WORK TO COMPLETE. Please copy each line of the records below that holds the word "filter".

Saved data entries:
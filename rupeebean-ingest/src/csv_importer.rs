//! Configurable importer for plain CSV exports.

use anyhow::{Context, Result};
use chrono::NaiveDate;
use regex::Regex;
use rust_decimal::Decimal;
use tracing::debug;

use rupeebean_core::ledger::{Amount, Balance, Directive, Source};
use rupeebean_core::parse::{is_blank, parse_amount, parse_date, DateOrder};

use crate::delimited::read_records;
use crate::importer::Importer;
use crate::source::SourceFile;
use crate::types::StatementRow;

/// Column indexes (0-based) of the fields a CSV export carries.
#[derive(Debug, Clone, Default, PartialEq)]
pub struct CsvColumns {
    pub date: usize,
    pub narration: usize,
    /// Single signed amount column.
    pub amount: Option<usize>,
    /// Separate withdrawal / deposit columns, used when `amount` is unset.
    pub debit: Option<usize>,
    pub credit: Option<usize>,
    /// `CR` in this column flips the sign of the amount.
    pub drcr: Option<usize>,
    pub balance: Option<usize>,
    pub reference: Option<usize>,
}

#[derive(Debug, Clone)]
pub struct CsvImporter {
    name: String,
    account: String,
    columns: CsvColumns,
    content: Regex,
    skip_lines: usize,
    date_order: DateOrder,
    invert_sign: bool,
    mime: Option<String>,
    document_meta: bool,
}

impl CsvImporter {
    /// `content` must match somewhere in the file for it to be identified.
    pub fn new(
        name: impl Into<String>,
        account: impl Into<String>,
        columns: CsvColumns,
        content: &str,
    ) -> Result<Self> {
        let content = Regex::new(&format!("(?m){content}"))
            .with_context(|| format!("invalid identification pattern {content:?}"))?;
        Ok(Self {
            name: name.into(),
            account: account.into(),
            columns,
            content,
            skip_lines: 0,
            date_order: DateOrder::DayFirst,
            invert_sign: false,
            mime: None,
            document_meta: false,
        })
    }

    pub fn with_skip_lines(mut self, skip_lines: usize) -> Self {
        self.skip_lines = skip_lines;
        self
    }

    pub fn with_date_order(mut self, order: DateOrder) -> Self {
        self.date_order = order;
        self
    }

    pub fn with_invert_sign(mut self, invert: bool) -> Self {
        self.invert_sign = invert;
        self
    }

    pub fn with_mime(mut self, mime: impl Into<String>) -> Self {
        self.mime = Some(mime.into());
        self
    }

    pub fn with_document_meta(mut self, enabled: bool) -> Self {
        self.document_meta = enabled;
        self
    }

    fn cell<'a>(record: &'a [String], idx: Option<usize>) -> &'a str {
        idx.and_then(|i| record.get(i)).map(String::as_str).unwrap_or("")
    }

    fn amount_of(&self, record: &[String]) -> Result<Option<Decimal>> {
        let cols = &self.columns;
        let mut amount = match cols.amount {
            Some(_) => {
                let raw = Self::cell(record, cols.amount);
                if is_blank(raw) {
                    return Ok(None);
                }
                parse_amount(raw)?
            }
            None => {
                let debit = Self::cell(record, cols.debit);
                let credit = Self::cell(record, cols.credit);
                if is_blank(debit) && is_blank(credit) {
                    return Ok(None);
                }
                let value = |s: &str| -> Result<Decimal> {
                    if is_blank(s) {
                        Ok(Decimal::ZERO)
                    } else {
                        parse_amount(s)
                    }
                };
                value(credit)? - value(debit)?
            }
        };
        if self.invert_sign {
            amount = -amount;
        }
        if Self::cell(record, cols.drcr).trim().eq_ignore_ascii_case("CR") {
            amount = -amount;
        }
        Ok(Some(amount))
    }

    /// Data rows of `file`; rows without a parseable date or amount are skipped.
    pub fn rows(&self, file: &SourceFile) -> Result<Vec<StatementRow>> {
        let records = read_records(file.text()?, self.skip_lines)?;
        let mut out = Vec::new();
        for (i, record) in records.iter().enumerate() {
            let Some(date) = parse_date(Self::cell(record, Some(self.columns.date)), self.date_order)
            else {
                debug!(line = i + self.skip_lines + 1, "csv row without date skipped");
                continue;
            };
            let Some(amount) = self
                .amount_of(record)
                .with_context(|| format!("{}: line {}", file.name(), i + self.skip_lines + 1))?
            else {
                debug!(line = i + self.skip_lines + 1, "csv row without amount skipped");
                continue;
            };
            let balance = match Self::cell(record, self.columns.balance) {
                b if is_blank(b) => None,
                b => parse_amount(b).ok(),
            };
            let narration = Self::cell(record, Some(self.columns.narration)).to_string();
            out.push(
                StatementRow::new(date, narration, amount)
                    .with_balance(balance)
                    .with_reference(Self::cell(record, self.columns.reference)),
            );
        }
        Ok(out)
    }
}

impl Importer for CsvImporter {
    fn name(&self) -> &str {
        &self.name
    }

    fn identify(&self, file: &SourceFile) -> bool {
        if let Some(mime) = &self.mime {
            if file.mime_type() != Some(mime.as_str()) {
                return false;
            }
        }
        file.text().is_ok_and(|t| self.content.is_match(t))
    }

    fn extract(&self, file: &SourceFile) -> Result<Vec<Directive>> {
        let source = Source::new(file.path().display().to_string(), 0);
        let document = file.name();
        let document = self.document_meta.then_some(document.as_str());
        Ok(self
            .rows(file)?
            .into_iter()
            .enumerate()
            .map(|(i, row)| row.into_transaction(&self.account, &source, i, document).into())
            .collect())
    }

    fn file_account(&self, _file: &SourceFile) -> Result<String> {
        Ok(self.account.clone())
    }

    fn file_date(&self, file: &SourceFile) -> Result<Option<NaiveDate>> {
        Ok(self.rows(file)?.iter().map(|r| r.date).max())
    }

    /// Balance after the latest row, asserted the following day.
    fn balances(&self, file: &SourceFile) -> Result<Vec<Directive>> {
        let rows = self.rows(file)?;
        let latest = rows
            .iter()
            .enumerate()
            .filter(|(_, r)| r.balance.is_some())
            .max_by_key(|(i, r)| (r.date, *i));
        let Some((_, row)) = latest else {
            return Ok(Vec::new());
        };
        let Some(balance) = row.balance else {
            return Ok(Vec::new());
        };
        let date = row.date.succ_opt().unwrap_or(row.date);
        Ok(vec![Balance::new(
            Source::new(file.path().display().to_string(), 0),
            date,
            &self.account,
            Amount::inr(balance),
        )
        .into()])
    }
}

...

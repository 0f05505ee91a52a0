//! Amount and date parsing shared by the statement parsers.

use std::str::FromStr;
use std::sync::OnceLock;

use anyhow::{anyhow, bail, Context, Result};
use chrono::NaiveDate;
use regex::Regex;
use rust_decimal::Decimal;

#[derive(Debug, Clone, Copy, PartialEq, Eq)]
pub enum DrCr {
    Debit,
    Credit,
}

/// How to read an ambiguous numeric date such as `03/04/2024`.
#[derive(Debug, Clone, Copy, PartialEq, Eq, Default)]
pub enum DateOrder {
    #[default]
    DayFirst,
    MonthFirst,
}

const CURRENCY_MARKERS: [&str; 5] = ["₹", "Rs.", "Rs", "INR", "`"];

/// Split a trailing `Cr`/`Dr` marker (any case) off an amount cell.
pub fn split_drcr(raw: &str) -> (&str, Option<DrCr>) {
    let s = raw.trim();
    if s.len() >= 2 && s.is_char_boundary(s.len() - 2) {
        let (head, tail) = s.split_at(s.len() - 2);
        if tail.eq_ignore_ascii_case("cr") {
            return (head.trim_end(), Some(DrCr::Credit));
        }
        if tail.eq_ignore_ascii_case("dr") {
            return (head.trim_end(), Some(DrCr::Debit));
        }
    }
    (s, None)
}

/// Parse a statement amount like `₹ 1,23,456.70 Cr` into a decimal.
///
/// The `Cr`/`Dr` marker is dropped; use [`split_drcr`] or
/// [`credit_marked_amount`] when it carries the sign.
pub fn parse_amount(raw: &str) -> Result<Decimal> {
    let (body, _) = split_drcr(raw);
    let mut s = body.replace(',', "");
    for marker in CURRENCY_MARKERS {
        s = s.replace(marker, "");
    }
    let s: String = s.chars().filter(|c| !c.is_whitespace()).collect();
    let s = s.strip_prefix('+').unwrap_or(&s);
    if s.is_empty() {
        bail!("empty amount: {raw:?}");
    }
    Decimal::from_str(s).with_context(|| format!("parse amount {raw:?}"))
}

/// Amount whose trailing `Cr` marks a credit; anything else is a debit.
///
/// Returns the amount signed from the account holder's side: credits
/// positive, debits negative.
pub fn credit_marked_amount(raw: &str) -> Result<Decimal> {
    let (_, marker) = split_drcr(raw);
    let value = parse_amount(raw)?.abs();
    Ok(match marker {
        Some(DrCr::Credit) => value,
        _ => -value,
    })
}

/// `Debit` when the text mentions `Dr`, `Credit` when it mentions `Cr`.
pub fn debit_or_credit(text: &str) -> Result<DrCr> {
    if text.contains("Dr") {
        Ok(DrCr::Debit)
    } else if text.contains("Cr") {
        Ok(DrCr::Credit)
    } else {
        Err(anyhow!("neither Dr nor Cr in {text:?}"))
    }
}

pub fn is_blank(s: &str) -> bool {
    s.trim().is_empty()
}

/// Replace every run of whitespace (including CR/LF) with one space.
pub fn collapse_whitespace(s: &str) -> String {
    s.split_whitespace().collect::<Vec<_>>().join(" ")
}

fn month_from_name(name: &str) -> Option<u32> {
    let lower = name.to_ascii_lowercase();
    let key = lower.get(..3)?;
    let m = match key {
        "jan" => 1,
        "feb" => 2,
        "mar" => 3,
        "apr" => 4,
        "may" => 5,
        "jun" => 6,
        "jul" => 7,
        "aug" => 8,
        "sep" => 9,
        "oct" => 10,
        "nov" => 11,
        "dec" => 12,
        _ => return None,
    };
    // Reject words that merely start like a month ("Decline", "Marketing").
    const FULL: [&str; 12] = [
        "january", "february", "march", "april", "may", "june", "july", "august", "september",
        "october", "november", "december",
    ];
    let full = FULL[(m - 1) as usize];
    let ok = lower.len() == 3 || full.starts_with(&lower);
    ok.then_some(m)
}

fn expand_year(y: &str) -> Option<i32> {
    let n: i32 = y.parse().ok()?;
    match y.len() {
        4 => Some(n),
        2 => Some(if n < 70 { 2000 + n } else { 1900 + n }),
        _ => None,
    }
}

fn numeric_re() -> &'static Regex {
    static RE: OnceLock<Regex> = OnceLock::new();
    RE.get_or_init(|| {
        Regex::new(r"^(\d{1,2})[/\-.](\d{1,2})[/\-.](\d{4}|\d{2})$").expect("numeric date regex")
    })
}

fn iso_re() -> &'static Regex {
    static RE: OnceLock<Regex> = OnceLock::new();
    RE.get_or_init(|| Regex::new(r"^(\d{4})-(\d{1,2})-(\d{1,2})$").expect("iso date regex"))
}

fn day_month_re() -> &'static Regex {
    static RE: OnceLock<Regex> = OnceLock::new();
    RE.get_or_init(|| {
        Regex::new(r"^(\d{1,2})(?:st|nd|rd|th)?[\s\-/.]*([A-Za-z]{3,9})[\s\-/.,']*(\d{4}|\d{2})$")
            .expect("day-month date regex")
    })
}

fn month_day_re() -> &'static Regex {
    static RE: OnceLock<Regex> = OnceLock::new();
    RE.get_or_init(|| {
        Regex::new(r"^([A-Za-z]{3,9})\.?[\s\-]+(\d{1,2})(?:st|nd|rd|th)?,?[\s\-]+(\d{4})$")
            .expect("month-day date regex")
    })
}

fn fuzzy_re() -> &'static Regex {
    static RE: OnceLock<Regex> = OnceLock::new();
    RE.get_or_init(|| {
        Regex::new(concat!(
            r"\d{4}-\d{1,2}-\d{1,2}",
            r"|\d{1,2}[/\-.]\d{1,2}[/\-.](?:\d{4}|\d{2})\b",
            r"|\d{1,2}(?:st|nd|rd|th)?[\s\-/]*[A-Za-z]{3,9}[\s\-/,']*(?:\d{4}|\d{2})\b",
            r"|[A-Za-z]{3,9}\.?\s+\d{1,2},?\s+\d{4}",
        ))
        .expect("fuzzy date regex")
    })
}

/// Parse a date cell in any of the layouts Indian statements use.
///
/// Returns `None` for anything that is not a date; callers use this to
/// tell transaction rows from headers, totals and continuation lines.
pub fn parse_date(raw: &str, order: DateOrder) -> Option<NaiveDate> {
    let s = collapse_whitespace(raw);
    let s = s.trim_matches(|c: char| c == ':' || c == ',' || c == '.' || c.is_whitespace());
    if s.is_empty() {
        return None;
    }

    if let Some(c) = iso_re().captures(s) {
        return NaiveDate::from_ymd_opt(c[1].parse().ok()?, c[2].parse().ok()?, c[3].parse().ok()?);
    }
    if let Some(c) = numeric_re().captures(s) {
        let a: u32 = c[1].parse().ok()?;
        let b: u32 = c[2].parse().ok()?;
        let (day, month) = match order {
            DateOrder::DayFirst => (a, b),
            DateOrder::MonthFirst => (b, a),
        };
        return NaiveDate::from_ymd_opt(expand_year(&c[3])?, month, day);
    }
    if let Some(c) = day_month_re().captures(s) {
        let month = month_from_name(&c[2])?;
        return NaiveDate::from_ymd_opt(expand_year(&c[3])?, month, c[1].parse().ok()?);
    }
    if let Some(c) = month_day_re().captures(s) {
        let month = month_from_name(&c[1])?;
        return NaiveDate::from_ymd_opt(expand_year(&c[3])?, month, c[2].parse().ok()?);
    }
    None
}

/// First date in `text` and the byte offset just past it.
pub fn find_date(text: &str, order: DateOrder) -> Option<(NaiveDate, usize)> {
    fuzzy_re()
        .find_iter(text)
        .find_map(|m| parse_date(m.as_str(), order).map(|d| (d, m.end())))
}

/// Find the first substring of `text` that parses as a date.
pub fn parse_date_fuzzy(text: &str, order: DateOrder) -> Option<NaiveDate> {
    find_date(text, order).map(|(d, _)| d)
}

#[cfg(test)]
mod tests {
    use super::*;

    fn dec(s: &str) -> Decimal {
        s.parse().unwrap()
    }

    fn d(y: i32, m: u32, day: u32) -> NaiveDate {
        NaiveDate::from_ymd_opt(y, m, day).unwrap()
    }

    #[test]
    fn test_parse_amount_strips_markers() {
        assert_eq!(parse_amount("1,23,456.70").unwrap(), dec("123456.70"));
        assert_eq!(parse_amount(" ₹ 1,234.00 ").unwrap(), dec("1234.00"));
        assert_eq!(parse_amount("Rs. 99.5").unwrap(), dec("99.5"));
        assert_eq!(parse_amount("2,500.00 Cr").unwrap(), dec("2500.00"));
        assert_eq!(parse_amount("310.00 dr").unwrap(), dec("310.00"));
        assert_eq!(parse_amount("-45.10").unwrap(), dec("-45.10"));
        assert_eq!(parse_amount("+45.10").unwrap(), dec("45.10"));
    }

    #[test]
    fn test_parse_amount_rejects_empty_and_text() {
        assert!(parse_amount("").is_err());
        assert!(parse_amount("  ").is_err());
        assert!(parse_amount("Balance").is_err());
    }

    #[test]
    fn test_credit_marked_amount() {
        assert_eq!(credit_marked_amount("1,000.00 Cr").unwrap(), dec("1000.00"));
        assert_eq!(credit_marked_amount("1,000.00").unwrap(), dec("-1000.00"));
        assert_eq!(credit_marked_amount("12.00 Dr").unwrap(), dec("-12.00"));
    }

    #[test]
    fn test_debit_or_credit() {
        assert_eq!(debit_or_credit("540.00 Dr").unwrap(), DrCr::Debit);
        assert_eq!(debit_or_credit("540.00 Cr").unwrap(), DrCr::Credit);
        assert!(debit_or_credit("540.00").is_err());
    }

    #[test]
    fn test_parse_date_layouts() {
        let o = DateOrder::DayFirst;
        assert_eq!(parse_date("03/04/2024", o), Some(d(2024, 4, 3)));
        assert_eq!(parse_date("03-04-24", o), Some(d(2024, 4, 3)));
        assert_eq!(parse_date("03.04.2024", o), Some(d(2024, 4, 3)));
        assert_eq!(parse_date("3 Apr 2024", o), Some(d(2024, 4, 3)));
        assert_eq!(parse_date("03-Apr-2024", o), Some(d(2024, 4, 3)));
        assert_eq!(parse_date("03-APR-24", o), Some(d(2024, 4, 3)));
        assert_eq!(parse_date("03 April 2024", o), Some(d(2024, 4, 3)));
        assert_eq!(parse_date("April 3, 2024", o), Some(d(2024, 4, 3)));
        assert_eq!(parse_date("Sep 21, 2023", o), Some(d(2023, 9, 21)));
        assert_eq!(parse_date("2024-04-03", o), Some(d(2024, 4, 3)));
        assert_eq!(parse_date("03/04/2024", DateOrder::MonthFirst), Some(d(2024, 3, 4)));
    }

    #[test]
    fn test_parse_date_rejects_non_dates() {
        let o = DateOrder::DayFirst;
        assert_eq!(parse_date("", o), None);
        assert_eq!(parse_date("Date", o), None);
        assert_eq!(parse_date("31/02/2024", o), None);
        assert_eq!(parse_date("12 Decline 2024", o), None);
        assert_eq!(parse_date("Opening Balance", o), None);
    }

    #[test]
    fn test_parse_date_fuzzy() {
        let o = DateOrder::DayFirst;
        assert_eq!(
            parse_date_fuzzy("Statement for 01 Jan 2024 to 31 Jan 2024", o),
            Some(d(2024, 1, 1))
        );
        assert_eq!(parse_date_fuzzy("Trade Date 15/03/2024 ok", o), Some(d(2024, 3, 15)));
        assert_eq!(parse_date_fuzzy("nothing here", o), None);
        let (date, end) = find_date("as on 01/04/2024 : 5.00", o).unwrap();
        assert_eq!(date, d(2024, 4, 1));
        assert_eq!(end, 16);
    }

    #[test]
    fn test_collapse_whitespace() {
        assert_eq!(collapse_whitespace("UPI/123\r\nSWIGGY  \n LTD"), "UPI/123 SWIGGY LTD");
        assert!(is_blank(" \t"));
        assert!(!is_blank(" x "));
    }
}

==

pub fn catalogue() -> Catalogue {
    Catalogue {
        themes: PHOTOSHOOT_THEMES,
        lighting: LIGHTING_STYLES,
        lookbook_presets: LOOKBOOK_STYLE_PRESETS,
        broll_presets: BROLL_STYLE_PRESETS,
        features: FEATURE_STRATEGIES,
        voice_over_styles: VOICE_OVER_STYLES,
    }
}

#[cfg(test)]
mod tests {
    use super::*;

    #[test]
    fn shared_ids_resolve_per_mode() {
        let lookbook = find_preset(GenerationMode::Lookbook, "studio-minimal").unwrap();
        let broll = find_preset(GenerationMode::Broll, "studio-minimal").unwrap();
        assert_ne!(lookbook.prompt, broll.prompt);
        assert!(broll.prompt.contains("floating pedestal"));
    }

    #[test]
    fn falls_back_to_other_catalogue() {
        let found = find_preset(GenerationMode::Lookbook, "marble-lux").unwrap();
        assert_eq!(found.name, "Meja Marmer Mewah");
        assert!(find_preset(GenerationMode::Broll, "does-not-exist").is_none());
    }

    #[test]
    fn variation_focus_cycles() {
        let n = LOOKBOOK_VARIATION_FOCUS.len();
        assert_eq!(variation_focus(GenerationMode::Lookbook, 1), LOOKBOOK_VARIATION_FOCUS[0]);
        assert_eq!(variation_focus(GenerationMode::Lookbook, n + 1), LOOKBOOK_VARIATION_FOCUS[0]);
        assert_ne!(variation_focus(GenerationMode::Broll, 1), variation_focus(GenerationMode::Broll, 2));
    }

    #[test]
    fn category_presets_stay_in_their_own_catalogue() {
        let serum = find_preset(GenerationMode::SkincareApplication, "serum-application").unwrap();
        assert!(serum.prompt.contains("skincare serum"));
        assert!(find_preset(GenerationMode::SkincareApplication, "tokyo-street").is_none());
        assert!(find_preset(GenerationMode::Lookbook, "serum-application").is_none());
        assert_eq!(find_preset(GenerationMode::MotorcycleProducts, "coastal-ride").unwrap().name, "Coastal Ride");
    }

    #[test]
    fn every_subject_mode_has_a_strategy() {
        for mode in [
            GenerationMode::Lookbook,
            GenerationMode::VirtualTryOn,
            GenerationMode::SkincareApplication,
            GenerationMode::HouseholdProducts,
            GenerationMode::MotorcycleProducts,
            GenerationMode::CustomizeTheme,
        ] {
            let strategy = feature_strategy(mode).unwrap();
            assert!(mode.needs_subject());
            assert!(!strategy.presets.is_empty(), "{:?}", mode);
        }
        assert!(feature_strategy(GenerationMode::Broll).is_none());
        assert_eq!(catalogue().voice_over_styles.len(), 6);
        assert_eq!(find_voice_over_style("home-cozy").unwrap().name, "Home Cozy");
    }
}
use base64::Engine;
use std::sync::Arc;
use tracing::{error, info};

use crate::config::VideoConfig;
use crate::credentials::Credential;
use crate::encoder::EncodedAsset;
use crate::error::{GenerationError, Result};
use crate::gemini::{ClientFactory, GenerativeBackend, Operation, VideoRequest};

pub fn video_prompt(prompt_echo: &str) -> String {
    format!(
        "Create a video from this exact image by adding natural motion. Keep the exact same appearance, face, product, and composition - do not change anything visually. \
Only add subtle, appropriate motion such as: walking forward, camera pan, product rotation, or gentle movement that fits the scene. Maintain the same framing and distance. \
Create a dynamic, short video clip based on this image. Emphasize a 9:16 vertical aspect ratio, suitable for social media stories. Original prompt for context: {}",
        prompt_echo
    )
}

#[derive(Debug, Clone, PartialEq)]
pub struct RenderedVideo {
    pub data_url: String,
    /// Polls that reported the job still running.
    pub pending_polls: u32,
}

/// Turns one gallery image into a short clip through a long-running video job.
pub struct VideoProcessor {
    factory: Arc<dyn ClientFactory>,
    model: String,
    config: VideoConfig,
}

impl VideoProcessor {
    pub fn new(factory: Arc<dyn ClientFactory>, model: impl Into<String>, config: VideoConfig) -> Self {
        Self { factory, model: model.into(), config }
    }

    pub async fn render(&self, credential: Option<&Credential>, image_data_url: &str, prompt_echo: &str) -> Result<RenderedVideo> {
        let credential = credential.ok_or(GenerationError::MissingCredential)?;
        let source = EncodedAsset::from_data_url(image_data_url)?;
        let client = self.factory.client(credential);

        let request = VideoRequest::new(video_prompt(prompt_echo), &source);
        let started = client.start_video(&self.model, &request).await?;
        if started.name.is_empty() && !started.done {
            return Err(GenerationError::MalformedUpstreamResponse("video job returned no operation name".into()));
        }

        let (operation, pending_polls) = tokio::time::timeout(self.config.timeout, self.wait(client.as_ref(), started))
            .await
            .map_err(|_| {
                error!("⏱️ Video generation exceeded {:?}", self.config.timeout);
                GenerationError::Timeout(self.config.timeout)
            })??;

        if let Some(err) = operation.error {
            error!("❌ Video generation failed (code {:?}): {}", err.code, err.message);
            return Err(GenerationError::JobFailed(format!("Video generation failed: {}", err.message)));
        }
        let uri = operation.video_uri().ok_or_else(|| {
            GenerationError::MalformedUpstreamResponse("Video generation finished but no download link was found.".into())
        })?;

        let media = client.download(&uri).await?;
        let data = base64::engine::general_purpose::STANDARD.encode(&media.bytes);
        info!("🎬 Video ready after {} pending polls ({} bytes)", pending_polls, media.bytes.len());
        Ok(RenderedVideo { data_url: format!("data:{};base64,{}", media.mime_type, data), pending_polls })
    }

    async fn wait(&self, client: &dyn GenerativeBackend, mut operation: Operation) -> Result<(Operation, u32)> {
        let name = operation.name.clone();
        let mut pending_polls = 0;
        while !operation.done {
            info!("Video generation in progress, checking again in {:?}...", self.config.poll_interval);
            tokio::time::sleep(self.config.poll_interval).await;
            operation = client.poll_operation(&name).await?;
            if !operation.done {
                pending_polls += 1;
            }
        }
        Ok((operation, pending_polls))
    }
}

REPLY TO THE EXERCISE.
            .filter(|(_, r)| r.balance.is_some())
    let s: String = s.chars().filter(|c| !c.is_whitespace()).collect();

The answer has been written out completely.